The FANCM protein is known to interact with several different proteins to execute its various cellular functions.26 In order to evaluate whether the inhibition of other proteins that interact with FANCM results in increased AAV-HR-mediated TI levels, we first analyzed whether proteins known to interact with FANCM (Figure S5A) were also enriched in the HAP1 screen. We identified the RecQ-mediated genome instability 1 (RMI1) and FANCF genes (Table S1). The former gene product is part of the Bloom DNA helicase (BLM)-topoisomerase IIIα (TOP3A)-RMI (BTR) dissolvase complex and was more enriched in the screen than the FANCF gene (Table S1). Based on this observation, we used the same workflow as described for FANCM (Figure 2A). We generated RMI1 HAP1 knockout cells and selected two clones for further analysis (RMI1#D10, 2-bp deletion; RMI1#E5, 61-bp insertion) (Figure S5B). Their full knockout was confirmed by western blot (Figure 3A). After transduction with the AAV-GAPDH(Hap1)-2A-GFP vector, an ∼3-fold increase in TI compared to wild-type cells was detected (Figure 3B; Figure S5C). We verified the enhanced RM1-mediated TI in HeLa cells by generating a pool of knockouts using the CRISPR-Cas9 system with two different sgRNAs for exon 1 of RMI1 (indel frequency was found to be approximately 46% and 49% for each guide by TIDE;25 Figures S6A and S6B) followed by AAV-GAPDH(HeLa)-2A-GFP vector transduction. Similar to the data obtained with the FANCM protein knockout, AAV-HR-mediated TI was increased ∼7-fold compared to sgRNA-scramble control-treated cells (Figure 3C; Figure S6C).

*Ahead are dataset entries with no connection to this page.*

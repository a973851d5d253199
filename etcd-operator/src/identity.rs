//! Member identity resolution.
//!
//! etcd reports members by ID and URLs. This module turns one reported
//! member into the operator's canonical member name. How that works depends
//! on how the cluster was bootstrapped, so each mode is its own rule:
//!
//! - [`NormalRule`]: the name is encoded in the advertised peer URL.
//! - [`SelfHostedRule`]: the member already carries its name, but the
//!   temporary boot member has to be waited out first.
//!
//! [`BootstrapPolicy`] picks the rule for a cluster.

use crate::error::{OperatorError, OperatorResult};
use crate::naming;

/// A member as reported by etcd's member list.
#[derive(Debug, Clone, Default, PartialEq, Eq)]
pub struct RawMember {
    /// etcd member ID.
    pub id: u64,
    /// Name the member advertises; empty until it has started.
    pub name: String,
    /// Advertised peer URLs.
    pub peer_urls: Vec<String>,
    /// Advertised client URLs; empty until it has started.
    pub client_urls: Vec<String>,
}

impl RawMember {
    fn first_peer_url(&self) -> &str {
        self.peer_urls.first().map(String::as_str).unwrap_or_default()
    }
}

/// A rule mapping a reported member to its canonical name.
pub trait ResolveIdentity {
    /// Canonical name of `member` in cluster `cluster_name`.
    fn resolve(&self, member: &RawMember, cluster_name: &str) -> OperatorResult<String>;
}

/// Members of normally bootstrapped clusters are named by their peer URL.
#[derive(Debug, Clone, Copy, Default)]
pub struct NormalRule;

impl ResolveIdentity for NormalRule {
    fn resolve(&self, member: &RawMember, _cluster_name: &str) -> OperatorResult<String> {
        let url = member.first_peer_url();
        if url.is_empty() {
            return Err(OperatorError::InvalidPeerUrl {
                url: String::new(),
                reason: format!("member {} advertises no peer URL", member.id),
            });
        }
        naming::member_name_from_peer_url(url).map_err(|reason| OperatorError::InvalidPeerUrl {
            url: url.to_string(),
            reason,
        })
    }
}

/// Members of self-hosted clusters name themselves.
#[derive(Debug, Clone, Default)]
pub struct SelfHostedRule {
    /// Client URL of the boot member, while it may still be around.
    pub boot_member_client_endpoint: Option<String>,
}

impl ResolveIdentity for SelfHostedRule {
    fn resolve(&self, member: &RawMember, cluster_name: &str) -> OperatorResult<String> {
        let client_url = member.client_urls.first();

        // The boot member is removed externally. Defer on it regardless of
        // what else it reports.
        if let (Some(boot), Some(url)) = (self.boot_member_client_endpoint.as_deref(), client_url) {
            if url == boot {
                return Err(OperatorError::BootMemberPending {
                    name: member.name.clone(),
                    endpoint: boot.to_string(),
                });
            }
        }

        // Bootstrap is over by the time reconciliation runs.
        if member.name.is_empty() || client_url.is_none() {
            return Err(OperatorError::UnreadySelfHostedMember {
                peer_url: member.first_peer_url().to_string(),
            });
        }

        if !naming::is_owned_by(&member.name, cluster_name) {
            return Err(OperatorError::ForeignMember {
                name: member.name.clone(),
                cluster: cluster_name.to_string(),
            });
        }

        Ok(member.name.clone())
    }
}

/// How a cluster was bootstrapped.
#[derive(Debug, Clone)]
pub enum BootstrapPolicy {
    /// Created and seeded by the operator.
    Normal(NormalRule),
    /// Bootstrapped by etcd itself through a boot member.
    SelfHosted(SelfHostedRule),
}

impl BootstrapPolicy {
    /// Policy for a normally bootstrapped cluster.
    pub fn normal() -> Self {
        BootstrapPolicy::Normal(NormalRule)
    }

    /// Policy for a self-hosted cluster.
    pub fn self_hosted(boot_member_client_endpoint: Option<String>) -> Self {
        BootstrapPolicy::SelfHosted(SelfHostedRule {
            boot_member_client_endpoint: boot_member_client_endpoint.filter(|e| !e.is_empty()),
        })
    }

    /// Whether members are self-hosted.
    pub fn is_self_hosted(&self) -> bool {
        matches!(self, BootstrapPolicy::SelfHosted(_))
    }
}

impl Default for BootstrapPolicy {
    fn default() -> Self {
        BootstrapPolicy::normal()
    }
}

impl ResolveIdentity for BootstrapPolicy {
    fn resolve(&self, member: &RawMember, cluster_name: &str) -> OperatorResult<String> {
        match self {
            BootstrapPolicy::Normal(rule) => rule.resolve(member, cluster_name),
            BootstrapPolicy::SelfHosted(rule) => rule.resolve(member, cluster_name),
        }
    }
}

In order to address whether the simultaneous inhibition of both FANCM and RMI1 would result in even higher levels of AAV-HR-mediated TI, we transfected HeLa cells with different combinations of siRNAs directed against FANCM, RMI1, and BLM. We decided to include a siRNA against BLM, as inhibition of this BTR dissolvase complex protein has been previously described to be associated with an increase in the level of gene targeting.27, 28, 29 Seventy-two hours after siRNA transfection, a portion of the cells were harvested for mRNA analysis while the remainder were transduced with AAV-GAPDH(HeLa)-2A-GFP. At the time of AAV-GAPDH(HeLa)-2A-GFP transduction, knockdown efficiency of FANCM, RMI1, and BLM was shown to be approximately 35%, 33%, and 23% relative to wild-type levels, respectively. As expected, the TI frequencies were ∼5-, ∼1.5-, and ∼2-fold higher in cells transfected with siRNAs for FANCM, RMI1, and BLM, respectively, compared to cells transfected with the siRNA-scramble control (Figure 3D; Figure S7A). Knockdown of RMI1 in combination with BLM had a small additive effect, supporting the fact that these proteins are associated with the same pathway. Remarkably, when the FANCM knockdown was combined with either RMI1 or BLM, the AAV-HR-mediated TI frequency was further enhanced to ∼7- and ∼14-fold, respectively. With simultaneous knockdown of all three factors, a ∼17-fold enhancement of AAV-HR-mediated TI compared to controls was obtained (Figure 3D; Figure S7A).
Even though FANCM and RMI1 were identified in the screen in the absence of nucleases, we wanted to address whether their inhibition would also enhance AAV-HR-mediated TI when used in combination with a nuclease. Thus, we designed five sgRNAs that target the genomic GAPDH (sgRNA-GAPDH) but not the AAV-HR vector sequence. Each sgRNA was individually tested by transfection into HeLa cells, and the sgRNA capable of inducing the highest levels of indels was chosen for the experiment (∼32% for guide#13 analyzed by TIDE25). Both sgRNA and AAV-GAPDH(Hap1)-2A-GFP were delivered to the HAP1 knockout clones (FANCM#B12 and RMI#D10) as well as wild-type HAP1 cells. TI levels were quantified 48 h later by flow cytometry (Figure 4A). As shown in Figures 4B and S7B, knockout of both FANCM and RMI1 increased the TI efficiency compared to wild-type cells by ∼1.5- and 2-fold, respectively.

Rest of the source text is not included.